About 12 kms South of here there is a river, little more than a dribble much of the time, and barely even that this summer, but even when there is no water there is a sense of coolness and green, a ribbon of green that winds through the dry, yellow-brown land.

It is not a prodigy of natural beauty, but it has as certain interest, and is worthy a look for several reasons: firstly, at least it is green and wet, and there isn't much of that here; secondly, there is a farm there, a large collection of rather dilapidated buildings which have a certain charm and a strong smell of sheep; thirdly, there is an old railway bridge there, an iron structure, though of less aesthetic and technical merit than the one to the North; and fourthly, and most importantly for those who like that sort of thing, just beyond the river the old railway line sweeps away from the new, which carries straight on through a hill, just at the point where the old one sweeps back and climbs the same hill, using it as a natural bridge to pass over the new, then describing a curve out on the other side, and coming back to run beside each other again. This manoeuvre was required at some point, because when the finally separate, the old line goes West, while the new goes South, and the solution is clever and beautiful (again, if you like that sort of thing).

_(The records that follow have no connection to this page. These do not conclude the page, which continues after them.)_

#[cfg(test)]
mod tests {
    use super::*;
    use std::time::{Duration, SystemTime};
    use tempfile::TempDir;
    use test_case::test_case;

    fn source_file(dir: &TempDir, name: &str) -> Result<FileIdentity, Box<dyn std::error::Error>> {
        let path = dir.path().join(name);
        std::fs::write(&path, b"not really an image")?;
        Ok(FileIdentity::new(path))
    }

    #[test_case(Some(64), Some(ThumbnailBucket::Normal) ; "small")]
    #[test_case(Some(128), Some(ThumbnailBucket::Normal) ; "normal_edge")]
    #[test_case(Some(200), Some(ThumbnailBucket::Large) ; "between")]
    #[test_case(Some(256), Some(ThumbnailBucket::Large) ; "large_edge")]
    #[test_case(Some(257), None ; "exact")]
    #[test_case(None, None ; "full")]
    fn test_bucket_for_max_edge(edge: Option<u32>, expected: Option<ThumbnailBucket>) {
        assert_eq!(ThumbnailBucket::for_max_edge(edge), expected);
    }

    #[test]
    fn test_store_and_load_round_trip() -> Result<(), Box<dyn std::error::Error>> {
        let dir = TempDir::new()?;
        let store = FileThumbnailStore::new(dir.path().join("thumbs"));
        let identity = source_file(&dir, "photo.jpg")?;

        let image = DynamicImage::new_rgb8(400, 300);
        store.store_all(&identity, &image, (4000, 3000))?;

        let normal = store
            .load_valid(&identity, ThumbnailBucket::Normal)
            .ok_or("missing normal thumbnail")?;
        assert_eq!((normal.image.width(), normal.image.height()), (128, 96));
        assert_eq!((normal.metadata.image_width, normal.metadata.image_height), (4000, 3000));
        assert_eq!(normal.metadata.uri, identity.uri());

        let large = store
            .load_valid(&identity, ThumbnailBucket::Large)
            .ok_or("missing large thumbnail")?;
        assert_eq!(large.image.width(), 256);
        Ok(())
    }

    #[test]
    fn test_modified_source_invalidates_thumbnail() -> Result<(), Box<dyn std::error::Error>> {
        let dir = TempDir::new()?;
        let store = FileThumbnailStore::new(dir.path().join("thumbs"));
        let identity = source_file(&dir, "photo.jpg")?;
        store.store(&identity, ThumbnailBucket::Normal, &DynamicImage::new_rgb8(10, 10), (10, 10))?;
        assert!(store.load_valid(&identity, ThumbnailBucket::Normal).is_some());

        let file = std::fs::OpenOptions::new().write(true).open(identity.as_path())?;
        file.set_modified(SystemTime::now() + Duration::from_secs(3600))?;

        assert!(store.load_valid(&identity, ThumbnailBucket::Normal).is_none());
        Ok(())
    }

    #[test]
    fn test_missing_source_keeps_thumbnail() -> Result<(), Box<dyn std::error::Error>> {
        let dir = TempDir::new()?;
        let store = FileThumbnailStore::new(dir.path().join("thumbs"));
        let identity = source_file(&dir, "offline.jpg")?;
        store.store(&identity, ThumbnailBucket::Large, &DynamicImage::new_rgb8(10, 10), (10, 10))?;

        std::fs::remove_file(identity.as_path())?;
        assert!(store.load_valid(&identity, ThumbnailBucket::Large).is_some());
        Ok(())
    }

    #[test]
    fn test_remove_deletes_both_buckets() -> Result<(), Box<dyn std::error::Error>> {
        let dir = TempDir::new()?;
        let store = FileThumbnailStore::new(dir.path().join("thumbs"));
        let identity = source_file(&dir, "photo.jpg")?;
        store.store_all(&identity, &DynamicImage::new_rgb8(10, 10), (10, 10))?;

        store.remove(&identity);
        for bucket in ThumbnailBucket::ALL {
            assert!(!store.path_for(&identity, bucket).exists());
        }
        Ok(())
    }

    #[test]
    fn test_reduced_image_skips_larger_bucket() -> Result<(), Box<dyn std::error::Error>> {
        let dir = TempDir::new()?;
        let store = FileThumbnailStore::new(dir.path().join("thumbs"));
        let identity = source_file(&dir, "photo.jpg")?;

        let written = store.store_all(&identity, &DynamicImage::new_rgb8(128, 96), (800, 600))?;

        assert_eq!(written, 1);
        assert!(store.load_valid(&identity, ThumbnailBucket::Normal).is_some());
        assert!(!store.path_for(&identity, ThumbnailBucket::Large).exists());
        Ok(())
    }

    #[test]
    fn test_clear_empties_both_buckets() -> Result<(), Box<dyn std::error::Error>> {
        let dir = TempDir::new()?;
        let store = FileThumbnailStore::new(dir.path().join("thumbs"));
        let identity = source_file(&dir, "photo.jpg")?;
        store.store_all(&identity, &DynamicImage::new_rgb8(300, 200), (300, 200))?;
        let foreign = store.root().join("normal").join("other.png");
        std::fs::write(&foreign, b"kept")?;

        assert_eq!(store.clear()?, 2);
        assert_eq!(store.clear()?, 0);
        assert!(foreign.exists());
        for bucket in ThumbnailBucket::ALL {
            assert!(store.load_valid(&identity, bucket).is_none());
        }
        Ok(())
    }

    #[test]
    fn test_corrupt_file_is_ignored() -> Result<(), Box<dyn std::error::Error>> {
        let dir = TempDir::new()?;
        let store = FileThumbnailStore::new(dir.path().join("thumbs"));
        let identity = source_file(&dir, "photo.jpg")?;
        let path = store.path_for(&identity, ThumbnailBucket::Normal);
        std::fs::create_dir_all(path.parent().ok_or("no parent")?)?;
        std::fs::write(&path, b"garbage")?;

        assert!(store.load_valid(&identity, ThumbnailBucket::Normal).is_none());
        Ok(())
    }

    #[test]
    fn test_key_is_stable_hex() {
        let key = thumbnail_key(&FileIdentity::new("/photos/a.jpg"));
        assert_eq!(key.len(), 32);
        assert_eq!(key, thumbnail_key(&FileIdentity::new("/photos/./a.jpg")));
    }
}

As we rested before starting back, the sheep came by, hundreds of them, stirring up a dust cloud that made them almost invisible as they wandered away, in the general direction of their barn. They had, presumably, finished eating, or the shepherd had decided it was getting too hot.

We returned yesterday to another couple of bridges which cross the river to the North. The one in the picture is long disused, and it's chief interest is in the visible remains of the mill that was once there. On the other side there are areas of peat, which can burst into flame unexpectedly and needs to be treated with some caution as you cross it. There was no water at all there, although there was further along, nearer the tail of the reservoir. Even so, the riverbed was green.

An old man on a bike said that he remembered how, as a child, he had seen the water rushing along in a torrent two metres deep, threatening to burst the banks of what is now just a dry trench. When I am his age, I shall probably remember it, too.